PHILOSOPHY vs. SCIENCE

1. As to OBJECT:
- Sciences object of inquiry are tangible, material, observable and verifiable realities
WHEREAS philosophys formal object are all intangible realities such as God, right and
wrong, knowledge etc.
2. As to SCOPE:
- Because sciences objects are material things, its scope is limitedby its object of study;
WHEREAS, philosophy seeks to understand the ultimate reality, causes and principles of
being. Philosophy is boundless, without limit

3. As to METHOD:
- Science has its own methods of inquiry to find knowledge (Scientific method). It uses data
gathering, observation, hypothesis testing etc. WHEREAS philosophy is more bent on
just speculation

RELIGION Defined.

It is generally identified rituals, with practices of one kind or another, with taboos and
inhibitions and restraints of various kinds. Mostly, it implies belief in GOD.

PART TWO

MAN

- a rational animal
- an integral organism comprising with his being vegetative, sensory and rational life
- both material and spiritual being
- a corporeal reality endowed with life and soul
- its formal objects are: transcendental value, being, and the good
-creature made by GOD

-Man is capable, not only of feelings, but also of emotions because man is also a
possessor of the highest grade of soul called rationale.

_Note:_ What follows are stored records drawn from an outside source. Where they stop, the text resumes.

//! lambench - package, deploy and time serverless functions.
//!
//! Builds a zip from `lambda/<size>/`, ships it inline or through S3, creates
//! or updates a Lambda function, optionally invokes it, and prints how long
//! every step took.

mod commands;

use std::path::PathBuf;

use anyhow::{Context, Result};
use clap::{ArgAction, Parser, Subcommand};

use lambench::benchmark::{MatrixFilter, DEFAULT_RUNS};
use lambench::config::Config;
use lambench::logging;
use lambench::options::{Action, Hosted, PackageSize, RunOptions};

#[derive(Parser)]
#[command(name = "lambench")]
#[command(about = "Package, deploy and time serverless functions")]
#[command(
    after_help = "QUICK START:\n  lambench show config                                    Check credentials and paths\n  lambench run --size small --hosted locally --action create\n  lambench bench                                          Full matrix, 5 runs each"
)]
struct Cli {
    /// Directory holding .env, cred.json, lambda_config.json and lambda/ (default: current directory)
    #[arg(long, global = true)]
    base_dir: Option<PathBuf>,

    /// Debug logging
    #[arg(short, long, global = true)]
    verbose: bool,

    #[command(subcommand)]
    command: Commands,
}

#[derive(Subcommand)]
enum Commands {
    /// Create or update a function once and print step timings
    Run {
        /// Package size
        #[arg(long, value_enum)]
        size: PackageSize,

        /// Package hosted locally or on S3
        #[arg(long, value_enum)]
        hosted: Hosted,

        /// Create or update the function
        #[arg(long, value_enum)]
        action: Action,

        /// Invoke the function after creating/updating
        #[arg(
            long,
            num_args = 0..=1,
            default_value_t = false,
            default_missing_value = "true",
            action = ArgAction::Set
        )]
        invoke: bool,

        /// Number of times to invoke the function
        #[arg(long = "num-invocations", alias = "numInvocations", default_value_t = 1)]
        num_invocations: u32,
    },

    /// Run every size/hosting/action combination several times and average
    Bench {
        /// Runs per combination
        #[arg(long, default_value_t = DEFAULT_RUNS)]
        runs: usize,

        /// Only this package size
        #[arg(long, value_enum)]
        size: Option<PackageSize>,

        /// Only this hosting mode
        #[arg(long, value_enum)]
        hosted: Option<Hosted>,

        /// Only this action
        #[arg(long, value_enum)]
        action: Option<Action>,
    },

    /// Build a deployment package without deploying it
    Package {
        #[arg(long, value_enum)]
        size: PackageSize,
    },

    /// Show information
    Show {
        #[command(subcommand)]
        what: ShowTarget,
    },

    /// Remove built deployment packages
    Clean,
}

#[derive(Subcommand)]
enum ShowTarget {
    /// Show current configuration
    Config,
}

#[tokio::main]
async fn main() -> Result<()> {
    let cli = Cli::parse();
    logging::init(cli.verbose);

    let base_dir = match cli.base_dir {
        Some(dir) => dir,
        None => std::env::current_dir().context("Failed to determine current directory")?,
    };
    let config = Config::load(&base_dir).context("Failed to load configuration")?;

    match cli.command {
        Commands::Run {
            size,
            hosted,
            action,
            invoke,
            num_invocations,
        } => {
            let options = RunOptions::new(action, hosted, size, invoke, num_invocations)?;
            commands::cmd_run(&config, &options).await?;
        }

        Commands::Bench {
            runs,
            size,
            hosted,
            action,
        } => {
            let filter = MatrixFilter {
                size,
                hosted,
                action,
            };
            commands::cmd_bench(&config, &filter, runs).await?;
        }

        Commands::Package { size } => {
            commands::cmd_package(&config, size)?;
        }

        Commands::Show { what } => {
            let show_target = match what {
                ShowTarget::Config => commands::show::ShowTarget::Config,
            };
            commands::cmd_show(&config, show_target)?;
        }

        Commands::Clean => {
            commands::cmd_clean(&config)?;
        }
    }

    Ok(())
}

MAN is a vegetative, sentient and rational organism.


a. As vegetative organism, man, like plants, is subject to nutrition, growth and reproduction.
b. As a sentient being, man, like animal, has sense- knowledge and appetency.
c. As a rational being, man, unlike any other creature on earth, has rationality which implies
cognitive and appetitive powers.
PERSON

A person is an individual being. An individual being is a being which is one in itself and
distinct from all other beings. All real beings are individuals; general entities exist only in the
mind. A person is an individual possessing a spiritual nature. A spirit exist not only in itself (it is
a substance), and for itself (it is self-consciousness), but also by itself (it posits itself). Spirit is
essentially self-knowledge, self-volition, self-consciousness, self-position. It is EGO or I.

MAN AS ON OBJECT

- man being considered from the outside (objectum to throw in front)


- an individual belonging to a certain species
- man is an individual possessing a spiritual nature

MAN AS SUBJECT

- man is no longer a HE or IT but I


- man is no longer a thing or as an object but as SELF
- The fact that I know myself as a subject or the source of all my conscious activities explains why
although I know myself very intimately, this knowledge can never be exhausted.

PART THREE

EPISTEMOLOGY branch of Philosophy that focuses on the study of knowledge and seeks to
answer the questions and problems concerning human knowing.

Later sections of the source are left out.